Alexa, respond to the front door.
Alexa, speak to the front door.
Alexa, talk to my front door camera.
Alexa, talk to the person at the main door.
Users can end conversations by using one of the following utterances:
Alexa, go home.
Alexa, stop.
After the user says one of these utterances, Alexa sends a corresponding directive to your skill.
Overview
Supported communication types
- 1-way (half duplex) communication allows users to communicate in two directions, but not simultaneously. For example:
- A walkie-talkie
- A push-to-talk door intercom
- 2-way (full duplex) communication allows users to communicate in two directions simultaneously. For example:
- A telephone
- A telephone door intercom
Supported resolutions
The supported resolutions are 480p to 1080p.
Prerequisites and SLA requirements
Low latency is critical to an optimal user experience. To use the RTCSessionController
API, you need the following:
-
A minimum timeout of one minute is required.
-
For any offer sent to your skill, you must respond with a SDP answer within six seconds.
-
Minimize the number of ICE candidates to ensure a response time within six seconds.
-
Your device or platform must be WebRTC compliant or support the suite of protocols by WebRTC and all supported resiliency mechanisms used in WebRTC. Specifically,
-
For resource considerations, you must support bundling and rtcp-mux. You use a bundle to send audio and video over the same connection to reduce the number of open sockets.
-
To support full-duplex communication, your device must employ effective algorithms for acoustic echo cancellation (AEC) and noise suppression.
-
To support half-duplex communication, you can use the Push to Talk feature through the typical live view scenario. Declare
isFullDuplexAudioSupported
asfalse
in the discovery response. -
To support video, you must use one of the following video codecs:
- H264 (up to profile high, level 4.1)
-
To support audio, you must use one of the following audio codecs:
- Opus (preferred codec)
- PCMU/G.711
- AAC-LC, HE-AAC
-
For Interactive Connectivity Establishment (ICE) candidates, you can use either UDP or TCP but you must use IPv4. Trickle ICE is not supported, so you must gather all ICE candidates up front and send them in the SDP answer.
Signaling diagram
The RTCSessionController
communication is shown in the following signaling diagram.

Properties
The Alexa.RTCSessionController
interface does not define any reportable properties.
Discovery
You describe endpoints that support Alexa.RTCSessionController
using the standard discovery mechanism described in Alexa.Discovery. In addition, identify if duplex is supported in the configuration of the Alexa.RTCSessionController
capability.
Use CAMERA
or DOORBELL
for the display category. For the full list of display categories, see display categories.
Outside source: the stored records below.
use crate::types::{ButtonId, ButtonPhase, Eye, HapticPulse, JoystickAxes, Side, Transform};
use crate::VrResult;

/// Boundary to the native streaming/rendering engine.
///
/// The engine is internally synchronized; both the synchronization loop and
/// the render thread call into it concurrently. All pushes are
/// last-value-wins with no queuing, so callers must not assume ordering
/// beyond "most recent write wins". A failed call is a soft failure: the
/// next scheduled push is the retry.
pub trait StreamEngine: Send + Sync {
    fn submit_head_transform(&self, transform: &Transform) -> VrResult<()>;

    fn submit_controller_transform(&self, side: Side, transform: &Transform) -> VrResult<()>;

    /// One discrete event per physical transition, never a level signal.
    fn submit_button_event(&self, side: Side, button: ButtonId, phase: ButtonPhase) -> VrResult<()>;

    fn submit_joystick_axes(&self, axes: JoystickAxes) -> VrResult<()>;

    /// Begin the scoped bracket around one rendered frame. Between
    /// `latch_frame` and `release_frame` the engine guarantees a stable
    /// decoded frame and its echoed pose.
    fn latch_frame(&self) -> VrResult<()>;

    fn release_frame(&self);

    /// The pose the remote renderer actually rendered the latched frame
    /// against. Queried once per frame inside the latch scope; `None` when
    /// no frame is available.
    fn echoed_head_transform(&self) -> Option<Transform>;

    /// Decoded texture for one eye, valid inside the latch scope.
    fn eye_texture(&self, eye: Eye) -> Option<u32>;

    /// Drain the engine's pending haptic request, if any. At most one is
    /// buffered; reading clears it.
    fn take_haptic_pulse(&self) -> Option<HapticPulse>;
}
//! Synthetic device driver for headless runs: a slowly yawing head and
//! controllers that pulse the trigger periodically.

use tracing::info;

use farview_vr::{
    ControllerSample, ControllerSource, HapticPulse, HapticSink, HeadSample, HeadSource, Pose,
    RawButtons, Side, VrResult,
};

/// Head source yawing at a fixed rate, one step per frame.
pub struct SyntheticHead {
    frame: u64,
    /// Yaw advance per frame, radians.
    step: f32,
}

impl SyntheticHead {
    pub fn new(step: f32) -> Self {
        Self { frame: 0, step }
    }
}

impl HeadSource for SyntheticHead {
    fn head_sample(&mut self) -> VrResult<HeadSample> {
        self.frame += 1;
        let half_yaw = self.frame as f32 * self.step / 2.0;
        Ok(HeadSample {
            pose: Pose {
                // Rotation about +Y only.
                orientation: [0.0, half_yaw.sin(), 0.0, half_yaw.cos()],
                position: [0.0, 1.6, 0.0],
            },
            times_ns: [self.frame as i64, 0, 0],
        })
    }
}

impl HapticSink for SyntheticHead {
    fn vibrate(&mut self, pulse: &HapticPulse) {
        info!(
            side = ?pulse.side,
            amplitude = pulse.amplitude,
            duration_ms = pulse.duration_ms,
            "haptic pulse"
        );
    }
}

/// Controller source squeezing the right trigger every `period` ticks.
pub struct SyntheticControllers {
    ticks: u64,
    period: u64,
}

impl SyntheticControllers {
    pub fn new(period: u64) -> Self {
        Self { ticks: 0, period }
    }
}

impl ControllerSource for SyntheticControllers {
    fn refresh(&mut self, _head: &HeadSample) {
        self.ticks += 1;
    }

    fn sample(&mut self, side: Side) -> VrResult<ControllerSample> {
        let squeezing = side == Side::Right && (self.ticks / self.period) % 2 == 1;
        let x = match side {
            Side::Left => -0.2,
            Side::Right => 0.2,
        };
        Ok(ControllerSample {
            position: [x, 1.2, -0.3],
            trigger: if squeezing { 255 } else { 0 },
            buttons: RawButtons::empty(),
            ..ControllerSample::default()
        })
    }
}
//! In-process stand-in for the native streaming engine: echoes the last
//! submitted head transform back as the rendered pose, so the full
//! correlation path runs without a remote server.

use std::sync::Mutex;

use tracing::debug;

use farview_vr::{
    ButtonId, ButtonPhase, Eye, HapticPulse, JoystickAxes, Side, StreamEngine, Transform, VrResult,
};

#[derive(Default)]
struct LoopbackState {
    head: Option<Transform>,
    latched: bool,
    haptic: Option<HapticPulse>,
}

#[derive(Default)]
pub struct LoopbackEngine {
    state: Mutex<LoopbackState>,
}

impl LoopbackEngine {
    pub fn new() -> Self {
        Self::default()
    }

    /// Queue a haptic request as a remote renderer would.
    pub fn inject_haptic(&self, pulse: HapticPulse) {
        self.state.lock().unwrap().haptic = Some(pulse);
    }
}

impl StreamEngine for LoopbackEngine {
    fn submit_head_transform(&self, transform: &Transform) -> VrResult<()> {
        self.state.lock().unwrap().head = Some(*transform);
        Ok(())
    }

    fn submit_controller_transform(&self, side: Side, transform: &Transform) -> VrResult<()> {
        debug!(?side, translation = ?transform.translation(), "controller transform");
        Ok(())
    }

    fn submit_button_event(&self, side: Side, button: ButtonId, phase: ButtonPhase) -> VrResult<()> {
        debug!(?side, ?button, ?phase, "button event");
        Ok(())
    }

    fn submit_joystick_axes(&self, axes: JoystickAxes) -> VrResult<()> {
        debug!(?axes, "joystick axes");
        Ok(())
    }

    fn latch_frame(&self) -> VrResult<()> {
        self.state.lock().unwrap().latched = true;
        Ok(())
    }

    fn release_frame(&self) {
        self.state.lock().unwrap().latched = false;
    }

    fn echoed_head_transform(&self) -> Option<Transform> {
        let state = self.state.lock().unwrap();
        if state.latched {
            state.head
        } else {
            None
        }
    }

    fn eye_texture(&self, eye: Eye) -> Option<u32> {
        let state = self.state.lock().unwrap();
        state.latched.then_some(match eye {
            Eye::Left => 1,
            Eye::Right => 2,
        })
    }

    fn take_haptic_pulse(&self) -> Option<HapticPulse> {
        self.state.lock().unwrap().haptic.take()
    }
}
In addition to the usual discovery response fields, for the RTCSessionController
entry in the capabilities array, include a configuration object that contains the following fields.
Field | Description | Type |
---|---|---|
isFullDuplexAudioSupported |
True if the device supports 2-way (full duplex) communication. False if the device supports 1-way (half duplex) communication. The default is false. If your device does not support audio communication, set the value to false and include an `a=sendonly` attribute. | Boolean |
Discover response example
The following example shows a Discover.Response
message for a security camera that supports the Alexa.RTCSessionController
, MediaMetadata, and EndpointHealth interfaces.
{
"event": {
"header": {
"namespace":"Alexa.Discovery",
"name":"Discover.Response",
"payloadVersion": "3",
"messageId": "<message id>"
},
"payload":{
"endpoints":[
{
"endpointId": "<unique ID of the endpoint>",
"manufacturerName": "<the manufacturer name of the endpoint>",
"description": "<a description that is shown in the Alexa app>",
"friendlyName": "My front door camera",
"displayCategories": ["CAMERA"],
"cookie": {},
"capabilities": [
{
"type": "AlexaInterface",
"interface": "Alexa.RTCSessionController",
"version": "3",
"configuration": {
"isFullDuplexAudioSupported": true
}
},
{
"type": "AlexaInterface",
"interface": "Alexa.MediaMetadata",
"version": "3",
"proactivelyReported": true
},
{
"type": "AlexaInterface",
"interface": "Alexa.EndpointHealth",
"version": "3",
"properties": {
"supported": [
{
"name":"connectivity"
}
],
"proactivelyReported": true,
"retrievable": true
}
},
{
"type": "AlexaInterface",
"interface": "Alexa",
"version": "3"
}
]
}
]
}
}
}
Directives
InitiateSessionWithOffer Directive
Support the InitiateSessionWithOffer
directive so that users can initiate a real-time communication session with a front door device.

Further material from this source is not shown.